TCE aprova contas do governo do Acre apesar de relatório apontar 11 irregularidades

0

As contas do governo do Acre no exercício de 2014 foram aprovadas pelos conselheiros do Tribunal de Contas do Acre (TCE) durante votação na quinta-feira (22) mesmo apresentando irregularidades, segundo relatório do próprio órgão. A documentação foi aprovada por 4 votos a 2, apesar de o Ministério Público do Acre (MP-AC) se manifestar contra a decisão.

Segundo a conselheira Naluh Gouveia, relatora do processo, a contas apresentam ao menos 11 irregularidades. Dentre elas está o fato do governo não ter sanado todas as dívidas na época. Naluh afirma que a integridade da documentação enviada pelo governador do Acre, Tião Viana (PT), não estava dentro das determinações do TCE.

O processo aponta que o Estado descumpriu o limite de despesa com pessoal, atingindo 62,2%, quando o valor permito pela Lei de Responsabilidade Fiscal é de 60%. Além disso, teria feito contratações sem processo licitatório e ainda com valores adicionais acima do limite.

Procurada pela imprensa, a assessoria do governo informou que não vai se pronunciar sobre o caso no momento. O Ministério Público do Acre dever se posicionar sobre o assunto em breve, já que se manifestou contra a aprovação.

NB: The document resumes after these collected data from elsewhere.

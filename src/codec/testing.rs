//! Scripted engine used by unit tests across the crate.

use super::{
    CodecEngine, EncodeOutcome, EngineBackend, EngineParams, EngineStatus, MemoryOperator,
};
use std::collections::VecDeque;
use std::sync::atomic::{AtomicUsize, Ordering};
use std::sync::{Arc, Mutex};

/// Bytes produced per frame when no outcome is scripted.
pub const DEFAULT_OUTPUT_LEN: usize = 100;

#[derive(Default)]
pub struct EngineLog {
    pub created: usize,
    /// Allocator handed to each `create` call, in order.
    pub memory: Vec<Arc<dyn MemoryOperator>>,
    pub released: usize,
    pub params: Vec<EngineParams>,
    /// Input length of every `encode_frame` call, in order.
    pub calls: Vec<usize>,
    pub output_capacities: Vec<usize>,
}

#[derive(Default)]
struct Script {
    outcomes: VecDeque<EncodeOutcome>,
    reject_params: Option<EngineStatus>,
    fail_create: Option<EngineStatus>,
}

/// Backend whose engines replay scripted outcomes and record every call.
#[derive(Clone, Default)]
pub struct ScriptedBackend {
    log: Arc<Mutex<EngineLog>>,
    script: Arc<Mutex<Script>>,
}

impl ScriptedBackend {
    pub fn new() -> Self {
        Self::default()
    }

    /// Queue outcomes returned by subsequent `encode_frame` calls, in order.
    pub fn push_outcomes(&self, outcomes: impl IntoIterator<Item = EncodeOutcome>) {
        self.script.lock().unwrap().outcomes.extend(outcomes);
    }

    pub fn reject_params(&self, status: EngineStatus) {
        self.script.lock().unwrap().reject_params = Some(status);
    }

    pub fn fail_create(&self, status: EngineStatus) {
        self.script.lock().unwrap().fail_create = Some(status);
    }

    pub fn log(&self) -> std::sync::MutexGuard<'_, EngineLog> {
        self.log.lock().unwrap()
    }

    pub fn call_count(&self) -> usize {
        self.log().calls.len()
    }
}

impl EngineBackend for ScriptedBackend {
    fn name(&self) -> &'static str {
        "scripted"
    }

    fn create(
        &self,
        memory: Arc<dyn MemoryOperator>,
    ) -> Result<Box<dyn CodecEngine>, EngineStatus> {
        if let Some(status) = self.script.lock().unwrap().fail_create {
            return Err(status);
        }
        let mut log = self.log.lock().unwrap();
        log.created += 1;
        log.memory.push(memory);
        drop(log);
        Ok(Box::new(ScriptedEngine {
            log: self.log.clone(),
            script: self.script.clone(),
        }))
    }
}

struct ScriptedEngine {
    log: Arc<Mutex<EngineLog>>,
    script: Arc<Mutex<Script>>,
}

impl CodecEngine for ScriptedEngine {
    fn set_params(&mut self, params: &EngineParams) -> EngineStatus {
        self.log.lock().unwrap().params.push(*params);
        self.script
            .lock()
            .unwrap()
            .reject_params
            .unwrap_or(EngineStatus::Success)
    }

    fn encode_frame(&mut self, input: &[u8], output: &mut [u8]) -> EncodeOutcome {
        let call_index = {
            let mut log = self.log.lock().unwrap();
            log.calls.push(input.len());
            log.output_capacities.push(output.len());
            log.calls.len() - 1
        };

        let mut outcome = self
            .script
            .lock()
            .unwrap()
            .outcomes
            .pop_front()
            .unwrap_or_else(|| EncodeOutcome::success(DEFAULT_OUTPUT_LEN, input.len()));
        outcome.output_len = outcome.output_len.min(output.len());
        output[..outcome.output_len].fill(call_index as u8);
        outcome
    }
}

impl Drop for ScriptedEngine {
    fn drop(&mut self) {
        if let Ok(mut log) = self.log.lock() {
            log.released += 1;
        }
    }
}

/// Memory operator that counts outstanding buffers.
#[derive(Default)]
pub struct CountingMemory {
    pub allocated: AtomicUsize,
    pub released: AtomicUsize,
}

impl CountingMemory {
    pub fn outstanding(&self) -> usize {
        self.allocated.load(Ordering::SeqCst) - self.released.load(Ordering::SeqCst)
    }
}

impl MemoryOperator for CountingMemory {
    fn allocate(&self, len: usize) -> Vec<u8> {
        self.allocated.fetch_add(1, Ordering::SeqCst);
        vec![0u8; len]
    }

    fn release(&self, buffer: Vec<u8>) {
        self.released.fetch_add(1, Ordering::SeqCst);
        drop(buffer);
    }
}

Confira as irregularidades nas contas

Segundo o Relatório Conclusivo de Análise Técnica, produzido pela Instituto de Geociências e Ciências Exatas da Universidade Estadual Paulista (IGCE), o governador Tião Viana não enviou o nome e CPF dos responsáveis e substitutos dele, cargos ou funções exercidas.

Viana também não incluiu a indicação do período de gestão e os atos de nomeação e posse, designação e exoneração e nem o documento de anuência para acesso direto do TCE-AC às agencias bancárias para consultas aos dados de movimentação.

O documento mostra ainda que o orçamento aprovado pela Lei de Diretrizes Orçamentárias (LDO) para o exercício de 2014 foi de mais de R$ 5 bilhões. Porém, durante o ano ocorreu a abertura de créditos adicionais alterando e o orçamento inicial para mais de R$ 6,2 bilhões. Ou seja, uma variação de 18,09%, segundo a conselheira.